- Born: April 18, 1974 (age 51)
- Origin: Tel Aviv, Israel
- Genres: Hip hop, electronica, alternative, classical, tv scores and theme music
- Occupations: Musician, TV composer, producer, songwriter
- Instruments: Guitar, keyboard, bass, drum machine
- Years active: 1996–present
- Website: prion-music.com

= Eran Prion =

Israeli musical artist

Eran Prion (ערן פריאון; born April 18, 1974), professionally known as Prayon, is an Israeli musician and music producer based in Tel Aviv and New York. He has composed scores and theme music for many TV shows, most notably ABC's Rising Star.

Prion was born in Tel Aviv and played in a number of bands during the 90's, most notably Hayevaniya releasing the hit song Hayevaniya hagdola in 1996. thereafter founding in 2006 the Israeli-based Prion Music, specializing in composing music scores mainly for television shows.

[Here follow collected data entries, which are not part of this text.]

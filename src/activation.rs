//! The account-activation state machine.
//!
//! Three conditions can gate application use: an invited member has never
//! set a password, a password-recovery link was just followed, or an active
//! profile is flagged for a forced password refresh. They are folded into
//! one enum computed once per session load, with a strict precedence, so at
//! most one gate is ever presented.

use crate::repository::MemberStatus;

/// What, if anything, blocks the session from using the application.
#[derive(Debug, Clone, Copy, PartialEq, Eq)]
pub enum ActivationState {
    /// A recovery link was followed; the reset form must be completed.
    NeedsRecovery,
    /// The roster entry is still `Pending`; first-time setup (password +
    /// full name) is required.
    NeedsInvite,
    /// The profile's setup-complete flag is unset; the non-dismissible
    /// "secure your account" gate applies.
    NeedsSetup,
    Ready,
}

impl ActivationState {
    /// Folds the three independent conditions into one state.
    ///
    /// Precedence when several are simultaneously true (a data
    /// inconsistency, not a supported configuration):
    /// recovery > invite > setup-gate. Recovery wins because it was
    /// initiated by the user in this browsing session; an inconsistent
    /// account resolves it first and hits the next gate on the following
    /// load.
    pub fn compute(status: MemberStatus, setup_complete: bool, recovery_pending: bool) -> Self {
        if recovery_pending {
            ActivationState::NeedsRecovery
        } else if status == MemberStatus::Pending {
            ActivationState::NeedsInvite
        } else if !setup_complete {
            ActivationState::NeedsSetup
        } else {
            ActivationState::Ready
        }
    }

    pub fn is_ready(self) -> bool {
        self == ActivationState::Ready
    }

    pub fn as_str(self) -> &'static str {
        match self {
            ActivationState::NeedsRecovery => "needs_recovery",
            ActivationState::NeedsInvite => "needs_invite",
            ActivationState::NeedsSetup => "needs_setup",
            ActivationState::Ready => "ready",
        }
    }
}

impl std::fmt::Display for ActivationState {
    fn fmt(&self, f: &mut std::fmt::Formatter<'_>) -> std::fmt::Result {
        f.write_str(self.as_str())
    }
}

#[cfg(test)]
mod tests {
    use super::*;

    #[test]
    fn test_ready() {
        assert_eq!(
            ActivationState::compute(MemberStatus::Active, true, false),
            ActivationState::Ready
        );
    }

    #[test]
    fn test_invite_gate() {
        assert_eq!(
            ActivationState::compute(MemberStatus::Pending, false, false),
            ActivationState::NeedsInvite
        );
    }

    #[test]
    fn test_setup_gate() {
        assert_eq!(
            ActivationState::compute(MemberStatus::Active, false, false),
            ActivationState::NeedsSetup
        );
    }

    #[test]
    fn test_recovery_gate() {
        assert_eq!(
            ActivationState::compute(MemberStatus::Active, true, true),
            ActivationState::NeedsRecovery
        );
    }

    #[test]
    fn test_precedence_when_all_conditions_overlap() {
        // all three true at once: recovery wins
        assert_eq!(
            ActivationState::compute(MemberStatus::Pending, false, true),
            ActivationState::NeedsRecovery
        );
        // recovery cleared: invite wins over setup
        assert_eq!(
            ActivationState::compute(MemberStatus::Pending, false, false),
            ActivationState::NeedsInvite
        );
    }

    #[test]
    fn test_exactly_one_gate() {
        // whatever the inputs, compute yields a single state
        for status in [
            MemberStatus::Pending,
            MemberStatus::Active,
            MemberStatus::Inactive,
        ] {
            for setup in [true, false] {
                for recovery in [true, false] {
                    let _ = ActivationState::compute(status, setup, recovery);
                }
            }
        }
    }
}
use async_trait::async_trait;
use chrono::{DateTime, Utc};
use serde::{Deserialize, Serialize};

use crate::CoreError;

/// An organization: the tenant every other record belongs to.
#[derive(Debug, Clone, Serialize, Deserialize)]
pub struct Organization {
    pub id: i64,
    pub name: String,
    /// Human label like "Gamma Chapter", shown next to the name.
    pub chapter_label: Option<String>,
    /// Hex color used for the tenant's dashboard accents.
    pub brand_color: Option<String>,
    /// Sender address for outbound communications.
    pub contact_email: Option<String>,
    /// Default dues amount pre-filled on new finance entries.
    pub default_dues: Option<f64>,
    /// A suspended organization blocks sign-in for all of its members.
    pub suspended: bool,
    pub created_at: DateTime<Utc>,
    pub updated_at: DateTime<Utc>,
}

#[derive(Debug, Clone)]
pub struct CreateOrganization {
    pub name: String,
    pub chapter_label: Option<String>,
    pub brand_color: Option<String>,
    pub contact_email: Option<String>,
    pub default_dues: Option<f64>,
}

#[derive(Debug, Clone, Default)]
pub struct OrganizationUpdate {
    pub name: Option<String>,
    pub chapter_label: Option<String>,
    pub brand_color: Option<String>,
    pub contact_email: Option<String>,
    pub default_dues: Option<f64>,
}

#[async_trait]
pub trait OrganizationRepository: Send + Sync {
    async fn create(&self, data: CreateOrganization) -> Result<Organization, CoreError>;
    async fn find_by_id(&self, id: i64) -> Result<Option<Organization>, CoreError>;
    async fn update(&self, id: i64, changes: OrganizationUpdate) -> Result<Organization, CoreError>;
    async fn set_suspended(&self, id: i64, suspended: bool) -> Result<Organization, CoreError>;
    /// Deleting an organization cascades to dependent records store-side.
    async fn delete(&self, id: i64) -> Result<(), CoreError>;
}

As a music producer, Prion has written and produced scores for many of the leading prime time TV shows in Israel, including "Big Brother", "Eretz Nehederet", "Raid the Cage", "BOOM!" and others. He has also worked on soundtracks for movies such as Charlie Wilson's War, and a number of international and United States television shows such as Without a Trace (CBS), Make It or Break It (ABC), The Hills (MTV), Rising Star (ABC), NCIS (CBS) and others.

== Musical career ==
Prion was born and raised in Tel Aviv, Israel. At the age of 16 he formed the punk metal band "Scaffold", having a debut release in 1991. In 1995 after serving in the Israeli Army, he went on to form the band "Hayevaniya" (the Greek) releasing a year later their lead single "Hayevaniya Hagdola" which had reached the number one spot in the Israeli music charts for a number of weeks, reaching number 30 in the Israeli Annual Hebrew Song Chart of 1997.

In 1999, Prion moved to the United States and begun producing records for local Hip-Hop artists, sharing a studio with producer RedOne. This collaboration led among other things to producing the single "Fredrik snortare & Cecilia Synd" by the Swedish artist Petter (reaching 11th place in the SWE charts). In these years Prion worked with a number of Pop and Hip-Hop musicians including Sean Paul, Beyoncé, Mobb Deep, Empire ISIS, G-UNIT, Pitbull and Beenie Man. During 2004, he started working with the New York-based 'Soundtrack' studio, producing and writing TV and Movie scores on a number of projects.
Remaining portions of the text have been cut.